学名にjaponicaとついていますが、日本原産ではなく大陸から中国をへて日本に入ってきたものです。
花は白、ピンク、一重や八重があります。一本の茎から枝分かれした先に花が開くと、賑やかな雰囲気が周りにひろがります。紅葉し始めの樹々の中に置いても佳く、また、豆柿やキササゲ、まだ緑や黄色の皮をかぶったままの実をつけたツルウメモドキ、少し赤くなった雪柳の葉や吾亦紅などと、いけばなでのとり合わせにいけてもお互いが引き立てあいます。
秋明菊は高さは1メートル近くになり、地上近くの大きな葉に対し、上のほうの小さな葉は三箇所さけ目があり茎にじかにつきます。お店では白い花弁が5枚くらいの秋明菊がよく売られていますが、花被片が20以上もあるものが日本には自生しているようで、それはまた違った華やかさがあることでしょう。

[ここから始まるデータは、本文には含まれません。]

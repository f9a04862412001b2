// SPDX-License-Identifier: Apache-2.0 OR MIT
// Copyright (c) 2025-2026 naskel.com

//! Server listener traits and the typed listener registry.
//!
//! Listeners are sorted by capability once, at registration time, into
//! separate ordered lists - the event paths never probe a listener for the
//! capability it implements. Each list is copy-on-write so event delivery
//! iterates a consistent snapshot without a lock.
//!
//! Listeners are called from the message path and from the timer thread.
//! They must be `Send + Sync` and must not block.

use crate::channel::Channel;
use crate::message::Message;
use crate::session::Session;
use arc_swap::ArcSwap;
use std::sync::Arc;

/// Observes session lifecycle.
pub trait SessionListener: Send + Sync {
    /// A session completed handshake and entered the registry.
    fn session_added(&self, session: &Arc<Session>);

    /// A session left the registry. `timed_out` is true when the sweep
    /// removed it after its reconnect window elapsed.
    fn session_removed(&self, session: &Arc<Session>, timed_out: bool);
}

/// Observes channel removal.
pub trait ChannelListener: Send + Sync {
    /// A channel was removed from the registry by the sweep.
    fn channel_removed(&self, channel_id: &str);
}

/// Channel-scoped message interceptor, run during fan-out.
///
/// Returning `false` vetoes delivery to that channel's direct subscribers;
/// delivery through other matched channels is unaffected.
pub trait ChannelMessageListener: Send + Sync {
    /// Called for each message published through the channel.
    fn on_message(
        &self,
        from: Option<&Arc<Session>>,
        channel: &Channel,
        message: &mut Message,
    ) -> bool;
}

/// Typed listener slots, one ordered copy-on-write list per capability.
pub struct ListenerRegistry {
    session: ArcSwap<Vec<Arc<dyn SessionListener>>>,
    channel: ArcSwap<Vec<Arc<dyn ChannelListener>>>,
}

impl ListenerRegistry {
    /// Create an empty registry.
    pub fn new() -> Self {
        Self {
            session: ArcSwap::from_pointee(Vec::new()),
            channel: ArcSwap::from_pointee(Vec::new()),
        }
    }

    /// Register a session-lifecycle listener.
    pub fn add_session_listener(&self, listener: Arc<dyn SessionListener>) {
        self.session.rcu(|current| {
            let mut next = Vec::clone(current);
            next.push(Arc::clone(&listener));
            next
        });
    }

    /// Register a channel-removal listener.
    pub fn add_channel_listener(&self, listener: Arc<dyn ChannelListener>) {
        self.channel.rcu(|current| {
            let mut next = Vec::clone(current);
            next.push(Arc::clone(&listener));
            next
        });
    }

    /// Notify session-added, in registration order.
    pub fn notify_session_added(&self, session: &Arc<Session>) {
        for listener in self.session.load().iter() {
            listener.session_added(session);
        }
    }

    /// Notify session-removed, in registration order.
    pub fn notify_session_removed(&self, session: &Arc<Session>, timed_out: bool) {
        for listener in self.session.load().iter() {
            listener.session_removed(session, timed_out);
        }
    }

    /// Notify channel-removed, in registration order.
    pub fn notify_channel_removed(&self, channel_id: &str) {
        for listener in self.channel.load().iter() {
            listener.channel_removed(channel_id);
        }
    }
}

impl Default for ListenerRegistry {
    fn default() -> Self {
        Self::new()
    }
}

私はコロンとした秋明菊の蕾が好きで、いけながらこの位置に蕾がくるといいな、と構えて剣山にいけます。剣山にはささるものの、蕾は思うような位置に止まってくれない時もあります。意に反してくるりとそっぽをむかれてしまうと、あらためてさしなおさなければなりません。細い茎に対して蕾や花が重いのでしょうか。
すらりとした気まぐれな女の子のようだ、と手にすると思いますが、水につけないとすぐに萎れてしまいます。切り口にアルコールをつけると元気を取り戻すとか。多年草で、地下茎で増殖して次の年にも現れるとなれば、なかなかのお嬢さん、とも言えるでしょうか。